Black Joe Lewis On Electric Slave


By Brian Wise.

As I wandered across the infield at ACL Fest a few years ago Black Joe Lewis came like a bolt from the blue. I had left the tent that housed Eli ‘Paperboy’ Reed and his tight, slick band. The rest of the audience loved it and for a while so did I but I was looking for something else and I found it.

Lewis, and his then band The Honeybears, were rough, raw and exciting. It was as if James Brown’s son had been locked away for 6 months with nothing to listen to but Live At The Apollo and Exile On Main Street. There was soul, blues, R&B (as we used to know it), a bit of funk and even some garage punk thrown in. It was never going to be a ‘commercial’ sound in the sense of selling large quantities but you could see how Lewis could develop a rabid following for his live shows. In 2009 they were named by Esquire as one of the ‘Ten bands To Break Out’ after the SXSW Festival.
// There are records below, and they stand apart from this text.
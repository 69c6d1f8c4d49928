//! Static knowledge about the target language runtime: builtins, member
//! names, and literal pools the generators draw from.

use crate::program::FunctionSignature;
use crate::types::ValueType;

/// Global builtins a program may load by name.
pub const BUILTINS: &[&str] = &[
    "Object", "Array", "Function", "Boolean", "Number", "String", "Symbol", "Promise", "Proxy",
    "Reflect", "Math", "JSON", "Map", "Set", "WeakMap", "WeakSet", "ArrayBuffer", "DataView",
    "Uint8Array", "Int8Array", "Uint16Array", "Int16Array", "Uint32Array", "Int32Array",
    "Float32Array", "Float64Array", "Uint8ClampedArray", "RegExp", "Date", "Error",
    "parseInt", "parseFloat", "isNaN", "isFinite", "eval",
];

/// Constructors accepted by the typed array generator.
pub const TYPED_ARRAYS: &[&str] = &[
    "Uint8Array", "Int8Array", "Uint16Array", "Int16Array", "Uint32Array", "Int32Array",
    "Float32Array", "Float64Array", "Uint8ClampedArray", "DataView",
];

pub const WELL_KNOWN_SYMBOLS: &[&str] = &[
    "isConcatSpreadable", "iterator", "match", "replace", "search", "species", "split",
    "toPrimitive", "toStringTag", "unscopables",
];

pub const PROXY_HOOKS: &[&str] = &[
    "getPrototypeOf", "setPrototypeOf", "isExtensible", "preventExtensions",
    "getOwnPropertyDescriptor", "defineProperty", "has", "get", "set", "deleteProperty",
    "ownKeys", "apply", "call", "construct",
];

/// Results of `typeof`.
pub const TYPE_NAMES: &[&str] = &[
    "undefined", "boolean", "number", "string", "symbol", "function", "object", "bigint",
];

/// Property names used when a read has no better candidate.
pub const READ_PROPERTY_NAMES: &[&str] = &[
    "a", "b", "c", "d", "e", "length", "constructor", "prototype", "__proto__", "valueOf",
    "toString", "size", "byteLength", "buffer", "source", "flags", "lastIndex", "name",
];

/// Property names used when defining new properties.
pub const WRITE_PROPERTY_NAMES: &[&str] = &["a", "b", "c", "d", "e", "f", "g", "h", "length"];

pub const METHOD_NAMES: &[&str] = &[
    "toString", "valueOf", "hasOwnProperty", "push", "pop", "shift", "unshift", "slice",
    "splice", "concat", "indexOf", "includes", "join", "reverse", "sort", "fill", "map",
    "filter", "reduce", "forEach", "keys", "values", "entries", "apply", "call", "bind",
];

pub const INTERESTING_INTEGERS: &[i64] = &[
    -9007199254740993, -9007199254740992, -4294967297, -4294967296, -2147483649, -2147483648,
    -1073741824, -65537, -65536, -4096, -1024, -256, -128, -2, -1, 0, 1, 2, 3, 4, 5, 6, 7, 8,
    9, 10, 16, 64, 127, 128, 255, 256, 1024, 4096, 65535, 65536, 1073741823, 1073741824,
    2147483647, 2147483648, 4294967295, 4294967296, 9007199254740991, 9007199254740992,
];

pub const INTERESTING_FLOATS: &[f64] = &[
    -1e-15, -1e12, -1e9, -1e6, -1e3, -5.0, -4.0, -3.0, -2.0, -1.0, -0.0, 0.0, 1.0, 2.0, 3.0,
    4.0, 5.0, 1e3, 1e6, 1e9, 1e12, 1e-15, f64::MIN_POSITIVE, f64::MAX, f64::EPSILON,
    f64::INFINITY, f64::NEG_INFINITY, f64::NAN,
];

pub const INTERESTING_STRINGS: &[&str] = &[
    "", "a", "foo", "bar", "length", "__proto__", "constructor", "valueOf", "toString",
    "0", "1", "-1", "NaN", "Infinity", "undefined", "null", "function", "object",
];

pub const REGEXP_PATTERNS: &[&str] = &[
    "a", "[a-z]+", "\\d+", "(a|b)*c", "^foo$", "(?:x)+?", "\\bword\\b", "(.)\\1", "[^]",
    "a{2,5}", "(?<name>\\w)", "\\u{1F600}", ".*",
];

pub const REGEXP_FLAGS: &[&str] = &["", "g", "i", "m", "s", "u", "y", "gi", "gm", "gimsuy"];

const OBJECT_METHODS: &[&str] = &["toString", "valueOf", "hasOwnProperty", "isPrototypeOf"];

const ARRAY_METHODS: &[&str] = &[
    "push", "pop", "shift", "unshift", "slice", "splice", "concat", "indexOf", "includes",
    "join", "reverse", "sort", "fill", "map", "filter", "reduce", "forEach", "keys", "values",
    "entries",
];

/// Type of an array literal.
pub fn array_type() -> ValueType {
    ValueType::object()
        .with_properties(&["length"])
        .with_methods(ARRAY_METHODS)
}

/// Type of a regular expression literal.
pub fn regexp_type() -> ValueType {
    ValueType::object()
        .with_properties(&["source", "flags", "lastIndex", "global"])
        .with_methods(&["exec", "test", "toString"])
}

fn takes(parameter_count: usize) -> Option<FunctionSignature> {
    Some(FunctionSignature {
        parameter_count,
        has_rest: false,
    })
}

/// Type of the named global builtin.
pub fn builtin_type(name: &str) -> ValueType {
    match name {
        "Object" => ValueType::constructor(takes(1))
            .with_properties(&["prototype"])
            .with_methods(&[
                "assign", "create", "defineProperty", "freeze", "getPrototypeOf", "keys",
                "setPrototypeOf", "seal",
            ]),
        "Array" => ValueType::constructor(takes(1))
            .with_properties(&["prototype"])
            .with_methods(&["from", "isArray", "of"]),
        "Promise" => ValueType::constructor(takes(1))
            .with_properties(&["prototype"])
            .with_methods(&["all", "race", "reject", "resolve"]),
        "Proxy" => ValueType::constructor(takes(2)).with_methods(&["revocable"]),
        "Reflect" => ValueType::object().with_methods(&[
            "apply", "construct", "defineProperty", "get", "getPrototypeOf", "has", "ownKeys",
            "set",
        ]),
        "Math" => ValueType::object()
            .with_properties(&["PI", "E"])
            .with_methods(&["abs", "ceil", "floor", "max", "min", "pow", "random", "round", "sqrt"]),
        "JSON" => ValueType::object().with_methods(&["parse", "stringify"]),
        "Symbol" => ValueType::function(takes(1))
            .with_properties(WELL_KNOWN_SYMBOLS)
            .with_methods(&["for", "keyFor"]),
        "parseInt" => ValueType::function(takes(2)),
        "parseFloat" | "isNaN" | "isFinite" | "eval" => ValueType::function(takes(1)),
        "Boolean" | "Number" | "String" | "RegExp" | "Date" | "Error" => {
            ValueType::constructor(takes(1))
                .with_properties(&["prototype"])
                .with_methods(OBJECT_METHODS)
        }
        _ if TYPED_ARRAYS.contains(&name) => ValueType::constructor(takes(1))
            .with_properties(&["prototype", "BYTES_PER_ELEMENT"])
            .with_methods(&["from", "of"]),
        _ if BUILTINS.contains(&name) => ValueType::constructor(None)
            .with_properties(&["prototype"])
            .with_methods(OBJECT_METHODS),
        _ => ValueType::unknown(),
    }
}

#[cfg(test)]
mod tests {
    use super::*;

    #[test]
    fn every_builtin_has_a_known_type() {
        for name in BUILTINS {
            let ty = builtin_type(name);
            assert!(ty.is_object_like(), "{name} should be object-like");
        }
    }

    #[test]
    fn typed_arrays_are_constructors() {
        for name in TYPED_ARRAYS {
            assert!(builtin_type(name).is_constructor_like(), "{name}");
        }
    }

    #[test]
    fn symbol_exposes_well_known_symbols() {
        let symbol = builtin_type("Symbol");
        assert!(symbol.is_function_like());
        assert!(symbol.properties().iter().any(|p| p == "iterator"));
    }

    #[test]
    fn common_callables_have_signatures() {
        let arity = |name| builtin_type(name).signature().map(|s| s.parameter_count);
        assert_eq!(arity("parseInt"), Some(2));
        assert_eq!(arity("parseFloat"), Some(1));
        assert_eq!(arity("isNaN"), Some(1));
        assert_eq!(arity("Proxy"), Some(2));
        assert_eq!(arity("Number"), Some(1));
        assert_eq!(arity("Uint8Array"), Some(1));
        assert_eq!(arity("WeakMap"), None);
        assert_eq!(builtin_type("Math").signature(), None);
    }

    #[test]
    fn unknown_builtin_is_unknown() {
        assert!(!builtin_type("NoSuchGlobal").is_object_like());
    }
}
In the six years since Lewis’s first recording, there have been four albums (the latest being Electric Slave), line-up changes for the band, a move away from Austin, Texas and a change of record labels. Lewis has played more festivals around the world, including Australia and while he might not be enjoying huge chart success yet his live show is as dynamic as when I first encountered him. Last time I saw him was just a couple of years ago in the Gerwshin Room at The Esplanade Hotel in Melbourne, a room that must have held only two hundred and fifty people, and he nearly blew the roof off the joint.

Electric Slave follows very much in the mould of previous Lewis’s albums, though it retains a ragged edge, despite the fact that it was produced in large part by Grammy Award winner Stuart Sikes (White Stripes, Cat Power, Modest Mouse). Sikes has, thankfully, resisted the urge to smooth out the essential Lewis sound.

Lewis has also returned to Austin to record at Church House Studios (run by Australian David Boyle), though three of the new tracks (‘Skulldiggin’, ‘Dar Es Salaam’ and ‘My Blood Ain’t Runnin’ Right’) were originally recorded and produced by John Congleton (Explosions in the Sky, St. Vincent, Okkervil River) at Elmwood Studios in Dallas.

These days it is also just Black Joe Lewis as the band moniker. While guitarist, and bandleader, Zach Ernst has gone there is still a killer horn section (saxophonists Jason Frey and Joe Woullard, trumpeter Derek Phelps) along with longtime bassist Bill Stevenson, and drummer Eduardo Torres.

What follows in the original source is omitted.